MEGA DatA Lab

Model Estimation, Graphical Algorithms, Data Analysis Lab

EECS, University of California, Irvine, CA 92697.


Learning Overcomplete Latent Variable Models through Tensor Methods

Learning several latent variable models including multi-view mixtures, mixture of Gaussians, independent component analysis and so on can be done by the decomposition of a low-order moment tensor (e.g., 3rd order tensor) to its rank-1 components. Many earlier studies using tensor methods only consider undercomplete regime where the number of hidden components is smaller than the observed dimension. In these series of works, we show that the tensor power iteration (as the key element for tensor decomposition) works well even in the overcomplete regime where the hidden dimension is larger than the observed dimension. We establish that a wide range of overcomplete latent variable models can be learned efficiently with low computational and sample complexity through tensor power iteration.

The analysis of learning overcomplete latent variable models is performed in a series of papers as follows. [1] analyze the algorithmic aspects where local and global convergence guarantees for tensor power iteration in the overcomplete regime is provided. [2] analyze the sample complexity guarantees for different latent variable models, and finally [3] provide a more precise analysis of the dynamics of third order tensor power iteration. A detailed description for each paper is also provided as follows.

 

[1] Guaranteed Non-Orthogonal Tensor Decomposition via Alternating Rank-1 Updates. by A. Anandkumar, R. Ge, M. Janzamin. Preprint, Feb. 2014.
Download: PDF. Code. Slides

In the first work of the series, we analyze tensor power iteration in the overcomplete regime where the tensor rank is larger than the tensor dimension. The asymmetric power iterations are equivalent to rank-1 ALS (Alternating Least Square) updates for the optimization problem of approximating original tensor by a rank-1 tensor. This problem is non-convex, and we provide both local convergence (given vectors constantly close to the true components) and global convergence (based on a rank-1 SVD initialization) guarantees. The guarantees also include tight perturbation analysis given noisy tensor.

Tensor decomposition

 

[2] Sample Complexity Analysis for Learning Overcomplete Latent Variable Models through Tensor Methods. by A. Anandkumar, R. Ge, M. Janzamin. Preprint, Aug. 2014.
Download: PDF. Slides

As mentioned in the beginning, learning several latent variable models can be done by the decomposition of a low-order moment tensor to its rank-1 components. Following the analysis of overcomplete tensor decomposition in [1], we apply the tensor power iteration for learning some latent variable models including multi-view mixtures, mixture of Gaussians, independent component analysis and sparse coding. Note that we again emphasize on the overcomplete regime, where the dimensionality of the latent space can exceed the observed dimensionality. Our work can handle models with polynomial overcompleteness. The main technical analysis in this part is to argue concentration bounds for empirical moments through novel covering arguments which lead to optimal sample complexity in many settings. Our analysis establishes that a wide range of overcomplete latent variable models can be learned efficiently with low computational and sample complexity through tensor decomposition methods.

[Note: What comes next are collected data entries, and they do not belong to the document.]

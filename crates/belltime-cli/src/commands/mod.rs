pub mod resolve;
pub mod ring;
pub mod timeline;
pub mod validate;
//! Outcome events for external consumers.
//!
//! The engine's library surface returns typed values; this enum is the
//! flat, serializable rendering of those outcomes that a front end (the
//! CLI, a notifier) can emit as JSON lines.

use chrono::{DateTime, NaiveDate, NaiveTime, Utc};
use serde::Serialize;

use crate::bell::FiredCall;
use crate::projector::CallType;

#[derive(Debug, Clone, Serialize)]
#[serde(tag = "type", rename_all = "snake_case")]
pub enum Event {
    /// A bell call fired.
    CallFired {
        date: NaiveDate,
        call_time: NaiveTime,
        call_type: CallType,
        lesson_id: Option<u64>,
        break_id: Option<u64>,
        at: DateTime<Utc>,
    },
    /// Resolution ended in a non-working holiday.
    NoSchool {
        date: NaiveDate,
        description: String,
    },
    /// Resolution found no schedule configured for the date.
    ScheduleMissing { date: NaiveDate },
}

impl From<&FiredCall> for Event {
    fn from(fired: &FiredCall) -> Self {
        Event::CallFired {
            date: fired.date,
            call_time: fired.call.call_time,
            call_type: fired.call.call_type,
            lesson_id: fired.call.source.lesson_id(),
            break_id: fired.call.source.break_id(),
            at: fired.fired_at,
        }
    }
}

#[cfg(test)]
mod tests {
    use super::*;
    use crate::projector::{CallEvent, CallSource};

    #[test]
    fn fired_call_maps_to_event() {
        let fired = FiredCall {
            date: NaiveDate::from_ymd_opt(2026, 9, 7).unwrap(),
            call: CallEvent {
                call_time: NaiveTime::from_hms_opt(8, 0, 0).unwrap(),
                call_type: CallType::LessonStart,
                source: CallSource::Lesson(11),
            },
            fired_at: Utc::now(),
        };
        match Event::from(&fired) {
            Event::CallFired {
                lesson_id,
                break_id,
                call_type,
                ..
            } => {
                assert_eq!(lesson_id, Some(11));
                assert_eq!(break_id, None);
                assert_eq!(call_type, CallType::LessonStart);
            }
            other => panic!("expected CallFired, got {other:?}"),
        }
    }
}
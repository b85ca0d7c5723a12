use std::path::PathBuf;

use belltime_core::{
    BellLoop, CallSink, Config, Event, FiredCall, Result as CoreResult, ScheduleResolver,
    Timetable,
};
use clap::Args;

/// Emits each fired call as a JSON line on stdout.
struct StdoutSink;

impl CallSink for StdoutSink {
    fn on_call_fired(&self, fired: &FiredCall) -> CoreResult<()> {
        let line = serde_json::to_string(&Event::from(fired))?;
        println!("{line}");
        Ok(())
    }
}

#[derive(Args)]
pub struct RingArgs {
    /// Timetable document (TOML)
    pub timetable: PathBuf,
    /// Config file overriding `~/.config/belltime/config.toml`
    #[arg(long)]
    pub config: Option<PathBuf>,
}

pub fn run(args: RingArgs) -> Result<(), Box<dyn std::error::Error>> {
    let config = match &args.config {
        Some(path) => Config::load_from(path)?,
        None => Config::load_or_default(),
    };
    let catalog = Timetable::load(&args.timetable)?.into_catalog()?;
    let resolver = ScheduleResolver::new(catalog);
    let bell = BellLoop::new(resolver, config.projection, config.bell, StdoutSink);

    let runtime = tokio::runtime::Runtime::new()?;
    runtime.block_on(bell.run());
    Ok(())
}
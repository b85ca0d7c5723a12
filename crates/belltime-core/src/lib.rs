//! # Belltime Core Library
//!
//! This library implements the schedule resolution and temporal
//! projection engine for a school bell timetable, plus the periodic
//! trigger loop that rings the bells. It is a library-level interface:
//! persistence, HTTP, and audio playback are external collaborators
//! behind small traits.
//!
//! ## Architecture
//!
//! - **Schedule Catalog**: read-only lookup abstraction over the
//!   timetable data, with an in-memory implementation
//! - **Schedule Resolver**: picks the single authoritative schedule for
//!   a date (holiday > special > dated > weekly precedence)
//! - **Timeline Projector**: turns a resolved schedule into ordered
//!   lesson/break slots with absolute times and derived call events
//! - **Bell Trigger Loop**: polls wall-clock time against the projected
//!   calls with a tolerance window and fires each occurrence exactly once
//! - **Storage**: TOML-based configuration and timetable documents
//!
//! ## Key Components
//!
//! - [`ScheduleResolver`]: precedence rules over a [`ScheduleCatalog`]
//! - [`project`] / [`resolve_and_project`]: timeline derivation
//! - [`BellLoop`]: the fixed-interval trigger with dedup state
//! - [`Timetable`] / [`Config`]: file-backed data and tuning

pub mod bell;
pub mod catalog;
pub mod error;
pub mod events;
pub mod projector;
pub mod resolver;
pub mod schedule;
pub mod storage;

pub use bell::{BellLoop, BellLoopConfig, CallSink, FiredCall};
pub use catalog::{InMemoryCatalog, ScheduleCatalog};
pub use error::{CatalogError, ConfigError, CoreError, Result, ValidationError};
pub use events::Event;
pub use projector::{
    project, resolve_and_project, resolve_and_project_range, CallEvent, CallSource, CallType,
    DayTimetable, ProjectionConfig, ProjectionWarning, Timeline, TimelineSlot,
};
pub use resolver::{Resolution, ResolvedSchedule, ResolvedSource, ScheduleResolver};
pub use schedule::{
    Break, HolidaySchedule, Lesson, Schedule, ScheduleType, SpecialSchedule,
};
pub use storage::{Config, Timetable};
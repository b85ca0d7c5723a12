//! Core error types for belltime-core.
//!
//! "No schedule configured" and "no-school holiday" are expected
//! resolution outcomes, not errors -- they live on
//! [`Resolution`](crate::resolver::Resolution), and callers branch on
//! them. The types here cover genuine faults: unreachable catalogs,
//! malformed configuration, and domain invariant violations.

use std::path::PathBuf;

use chrono::NaiveDate;
use thiserror::Error;

/// Core error type for belltime-core.
#[derive(Error, Debug)]
pub enum CoreError {
    /// Catalog-related errors
    #[error("Catalog error: {0}")]
    Catalog(#[from] CatalogError),

    /// Configuration-related errors
    #[error("Configuration error: {0}")]
    Config(#[from] ConfigError),

    /// Validation errors
    #[error("Validation error: {0}")]
    Validation(#[from] ValidationError),

    /// Notification sink failures reported by a bell trigger callback
    #[error("Notification sink error: {0}")]
    Sink(String),

    /// IO errors
    #[error("IO error: {0}")]
    Io(#[from] std::io::Error),

    /// Serialization/deserialization errors
    #[error("JSON error: {0}")]
    Json(#[from] serde_json::Error),

    /// Generic errors with context
    #[error("{0}")]
    Custom(String),
}

/// Errors raised by a [`ScheduleCatalog`](crate::catalog::ScheduleCatalog)
/// implementation.
#[derive(Error, Debug)]
pub enum CatalogError {
    /// The backing store could not be reached. Transient by contract:
    /// the bell trigger loop logs this and retries on its next tick.
    #[error("Catalog unavailable: {0}")]
    Unavailable(String),

    /// A lookup failed in a way that is not "no row matched"
    #[error("Catalog query failed: {0}")]
    QueryFailed(String),
}

/// Configuration-specific errors.
#[derive(Error, Debug)]
pub enum ConfigError {
    /// Failed to load a configuration or timetable file
    #[error("Failed to load {path}: {message}")]
    LoadFailed { path: PathBuf, message: String },

    /// Failed to save configuration
    #[error("Failed to save configuration to {path}: {message}")]
    SaveFailed { path: PathBuf, message: String },

    /// Failed to parse TOML content
    #[error("Failed to parse configuration: {0}")]
    ParseFailed(String),
}

/// Domain invariant violations.
///
/// The administrative layer rejects these at write time; when the
/// resolver encounters one at read time it logs a warning and skips the
/// offending schedule instead of propagating the error.
#[derive(Error, Debug, Clone, PartialEq, Eq)]
pub enum ValidationError {
    /// Lesson duration outside the 15-90 minute bound
    #[error("Lesson duration must be between {min} and {max} minutes, got {actual}")]
    LessonDurationOutOfBounds { actual: u32, min: u32, max: u32 },

    /// Break duration outside the 5-30 minute bound
    #[error("Break duration must be between {min} and {max} minutes, got {actual}")]
    BreakDurationOutOfBounds { actual: u32, min: u32, max: u32 },

    /// Lesson order numbers start at 1
    #[error("Lesson order number must be at least 1")]
    InvalidOrderNumber,

    /// Order numbers are unique within their owning schedule
    #[error("Duplicate lesson order number {0} within schedule")]
    DuplicateOrderNumber(u32),

    /// Lesson subject must not be blank
    #[error("Lesson {order_number} has a blank subject")]
    BlankSubject { order_number: u32 },

    /// A call references exactly one of a lesson or a break
    #[error("A call must reference exactly one of a lesson or a break")]
    AmbiguousCallReference,

    /// At most one special schedule per date
    #[error("Duplicate special schedule for date {0}")]
    DuplicateSpecialDate(NaiveDate),

    /// At most one holiday entry per date
    #[error("Duplicate holiday for date {0}")]
    DuplicateHolidayDate(NaiveDate),

    /// A special schedule references a base schedule the catalog does not hold
    #[error("Special schedule for {date} references unknown schedule {schedule_id}")]
    UnknownBaseSchedule { date: NaiveDate, schedule_id: u64 },
}

/// Result type alias for CoreError
pub type Result<T, E = CoreError> = std::result::Result<T, E>;
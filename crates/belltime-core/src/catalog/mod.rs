//! Read-only schedule catalog abstraction.
//!
//! The resolver depends on this trait, never on a concrete store; the
//! entities themselves carry no data-access capability. Implementations
//! must provide snapshot-read semantics within a single resolution call:
//! every method returns owned copies taken from one consistent view.
//!
//! [`InMemoryCatalog`] is the bundled implementation, populated from a
//! timetable document or programmatically in tests. Administrative
//! create/update/delete flows live outside the core; the insert methods
//! here only enforce the invariants the resolver consumes (unique
//! special/holiday dates).

use std::collections::HashMap;

use chrono::{NaiveDate, Weekday};

use crate::error::{CatalogError, ValidationError};
use crate::schedule::{HolidaySchedule, Schedule, SpecialSchedule};

/// Lookup surface consumed by the schedule resolver.
///
/// Day-of-week lookup returns every active match rather than at most
/// one: duplicate active schedules for a day are a data-integrity
/// violation the catalog should prevent, but the resolver must observe
/// all of them to tie-break deterministically instead of crashing.
pub trait ScheduleCatalog: Send + Sync {
    /// All active schedules for the given day of week, in no particular order.
    fn active_schedules_for_day(&self, day: Weekday) -> Result<Vec<Schedule>, CatalogError>;

    /// The schedule pinned to the given date via `effective_date`, if any.
    fn schedule_for_effective_date(&self, date: NaiveDate)
        -> Result<Option<Schedule>, CatalogError>;

    /// The special schedule for the given date, if any.
    fn special_schedule_for_date(
        &self,
        date: NaiveDate,
    ) -> Result<Option<SpecialSchedule>, CatalogError>;

    /// The holiday entry for the given date, if any.
    fn holiday_for_date(&self, date: NaiveDate) -> Result<Option<HolidaySchedule>, CatalogError>;

    /// Lookup by schedule id, used to resolve a special schedule's base.
    fn schedule_by_id(&self, id: u64) -> Result<Option<Schedule>, CatalogError>;
}

/// In-memory catalog.
#[derive(Debug, Clone, Default)]
pub struct InMemoryCatalog {
    schedules: HashMap<u64, Schedule>,
    specials: HashMap<NaiveDate, SpecialSchedule>,
    holidays: HashMap<NaiveDate, HolidaySchedule>,
    next_id: u64,
}

impl InMemoryCatalog {
    pub fn new() -> Self {
        Self {
            schedules: HashMap::new(),
            specials: HashMap::new(),
            holidays: HashMap::new(),
            next_id: 1,
        }
    }

    fn assign_id(&mut self, requested: u64) -> u64 {
        let id = if requested == 0 { self.next_id } else { requested };
        self.next_id = self.next_id.max(id + 1);
        id
    }

    /// Insert a schedule, assigning an id when the given one is zero.
    /// Child lessons and breaks with zero ids get ids as well.
    ///
    /// Deliberately does not reject a second active schedule for the
    /// same day of week: that violation originates in the administrative
    /// layer, and the resolver is specified to survive it.
    pub fn insert_schedule(&mut self, mut schedule: Schedule) -> u64 {
        let id = self.assign_id(schedule.id);
        schedule.id = id;
        for lesson in &mut schedule.lessons {
            lesson.id = self.assign_id(lesson.id);
        }
        for brk in &mut schedule.breaks {
            brk.id = self.assign_id(brk.id);
        }
        self.schedules.insert(id, schedule);
        id
    }

    /// Insert a special schedule. Fails on a duplicate date or a dangling
    /// base schedule reference.
    pub fn insert_special(&mut self, mut special: SpecialSchedule) -> Result<u64, ValidationError> {
        if self.specials.contains_key(&special.special_date) {
            return Err(ValidationError::DuplicateSpecialDate(special.special_date));
        }
        if !self.schedules.contains_key(&special.base_schedule_id) {
            return Err(ValidationError::UnknownBaseSchedule {
                date: special.special_date,
                schedule_id: special.base_schedule_id,
            });
        }
        let id = self.assign_id(special.id);
        special.id = id;
        for lesson in &mut special.lessons {
            lesson.id = self.assign_id(lesson.id);
        }
        self.specials.insert(special.special_date, special);
        Ok(id)
    }

    /// Insert a holiday entry. Fails on a duplicate date.
    pub fn insert_holiday(&mut self, mut holiday: HolidaySchedule) -> Result<u64, ValidationError> {
        if self.holidays.contains_key(&holiday.holiday_date) {
            return Err(ValidationError::DuplicateHolidayDate(holiday.holiday_date));
        }
        let id = self.assign_id(holiday.id);
        holiday.id = id;
        self.holidays.insert(holiday.holiday_date, holiday);
        Ok(id)
    }

    pub fn schedules(&self) -> impl Iterator<Item = &Schedule> {
        self.schedules.values()
    }
}

impl ScheduleCatalog for InMemoryCatalog {
    fn active_schedules_for_day(&self, day: Weekday) -> Result<Vec<Schedule>, CatalogError> {
        Ok(self
            .schedules
            .values()
            .filter(|s| s.active && s.day_of_week == day && s.effective_date.is_none())
            .cloned()
            .collect())
    }

    fn schedule_for_effective_date(
        &self,
        date: NaiveDate,
    ) -> Result<Option<Schedule>, CatalogError> {
        Ok(self
            .schedules
            .values()
            .find(|s| s.effective_date == Some(date))
            .cloned())
    }

    fn special_schedule_for_date(
        &self,
        date: NaiveDate,
    ) -> Result<Option<SpecialSchedule>, CatalogError> {
        Ok(self.specials.get(&date).cloned())
    }

    fn holiday_for_date(&self, date: NaiveDate) -> Result<Option<HolidaySchedule>, CatalogError> {
        Ok(self.holidays.get(&date).cloned())
    }

    fn schedule_by_id(&self, id: u64) -> Result<Option<Schedule>, CatalogError> {
        Ok(self.schedules.get(&id).cloned())
    }
}

#[cfg(test)]
mod tests {
    use super::*;
    use crate::schedule::Lesson;

    fn date(y: i32, m: u32, d: u32) -> NaiveDate {
        NaiveDate::from_ymd_opt(y, m, d).unwrap()
    }

    #[test]
    fn insert_assigns_ids() {
        let mut catalog = InMemoryCatalog::new();
        let mut schedule = Schedule::new(0, Weekday::Mon);
        schedule.lessons.push(Lesson::new(0, 1, "Math"));
        let id = catalog.insert_schedule(schedule);
        assert!(id > 0);
        let stored = catalog.schedule_by_id(id).unwrap().unwrap();
        assert!(stored.lessons[0].id > 0);
        assert_ne!(stored.lessons[0].id, id);
    }

    #[test]
    fn duplicate_special_date_rejected() {
        let mut catalog = InMemoryCatalog::new();
        let base = catalog.insert_schedule(Schedule::new(0, Weekday::Tue));
        let d = date(2026, 9, 1);
        catalog
            .insert_special(SpecialSchedule::new(0, d, base))
            .unwrap();
        assert_eq!(
            catalog.insert_special(SpecialSchedule::new(0, d, base)),
            Err(ValidationError::DuplicateSpecialDate(d))
        );
    }

    #[test]
    fn dangling_base_schedule_rejected() {
        let mut catalog = InMemoryCatalog::new();
        let d = date(2026, 9, 1);
        assert!(matches!(
            catalog.insert_special(SpecialSchedule::new(0, d, 99)),
            Err(ValidationError::UnknownBaseSchedule { schedule_id: 99, .. })
        ));
    }

    #[test]
    fn duplicate_holiday_date_rejected() {
        let mut catalog = InMemoryCatalog::new();
        let d = date(2026, 12, 25);
        catalog
            .insert_holiday(HolidaySchedule::new(0, d, "Christmas"))
            .unwrap();
        assert!(catalog
            .insert_holiday(HolidaySchedule::new(0, d, "Again"))
            .is_err());
    }

    #[test]
    fn dated_schedule_excluded_from_weekday_lookup() {
        let mut catalog = InMemoryCatalog::new();
        let mut dated = Schedule::new(0, Weekday::Mon);
        dated.effective_date = Some(date(2026, 9, 7));
        catalog.insert_schedule(dated);
        catalog.insert_schedule(Schedule::new(0, Weekday::Mon));

        let matches = catalog.active_schedules_for_day(Weekday::Mon).unwrap();
        assert_eq!(matches.len(), 1);
        assert!(matches[0].effective_date.is_none());
    }
}
use std::path::PathBuf;

use belltime_core::{
    resolve_and_project, resolve_and_project_range, Config, ScheduleResolver, Timetable,
};
use chrono::NaiveDate;
use clap::Args;

#[derive(Args)]
pub struct TimelineArgs {
    /// Timetable document (TOML)
    pub timetable: PathBuf,
    /// Date to project (YYYY-MM-DD, defaults to today)
    #[arg(long)]
    pub date: Option<NaiveDate>,
    /// Project every day up to this date inclusive
    #[arg(long)]
    pub end: Option<NaiveDate>,
    /// Config file overriding `~/.config/belltime/config.toml`
    #[arg(long)]
    pub config: Option<PathBuf>,
}

pub fn run(args: TimelineArgs) -> Result<(), Box<dyn std::error::Error>> {
    let date = args
        .date
        .unwrap_or_else(|| chrono::Local::now().date_naive());
    let config = match &args.config {
        Some(path) => Config::load_from(path)?,
        None => Config::load_or_default(),
    };
    let catalog = Timetable::load(&args.timetable)?.into_catalog()?;
    let resolver = ScheduleResolver::new(catalog);

    match args.end {
        Some(end) => {
            let days = resolve_and_project_range(&resolver, &config.projection, date, end)?;
            println!("{}", serde_json::to_string_pretty(&days)?);
        }
        None => {
            let day = resolve_and_project(&resolver, &config.projection, date)?;
            println!("{}", serde_json::to_string_pretty(&day)?);
        }
    }
    Ok(())
}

Multiview mixtures model Spherical Gaussian mixtures

 

[3] Analyzing Tensor Power Method Dynamics in Overcomplete Regime. by A. Anandkumar, R. Ge, M. Janzamin. Preprint, Nov. 2014.
Download: PDF.

In our latest work in the series, we present a novel analysis of the dynamics of tensor power iterations, and an efficient characterization of the basin of attraction of the desired local optima. This is done by assuming random Gaussian tensor components, and analyzing the conditional distribution of each iteration conditioned on the previous iterations. We show that there exists enough randomness left in the next iterations enabling us to argue the convergence toward the local optima. In contrast to our earlier work in [1], here we analyze the dynamics of tensor power method when the initialization vector is far from the true tensor component, while in [1] we assume that the initialization is constant close to the true tensor component (having constant correlation with it). In addition, the analysis in this paper has random nature and the Gaussian assumption is crucial, while the assumptions in [1] are deterministic.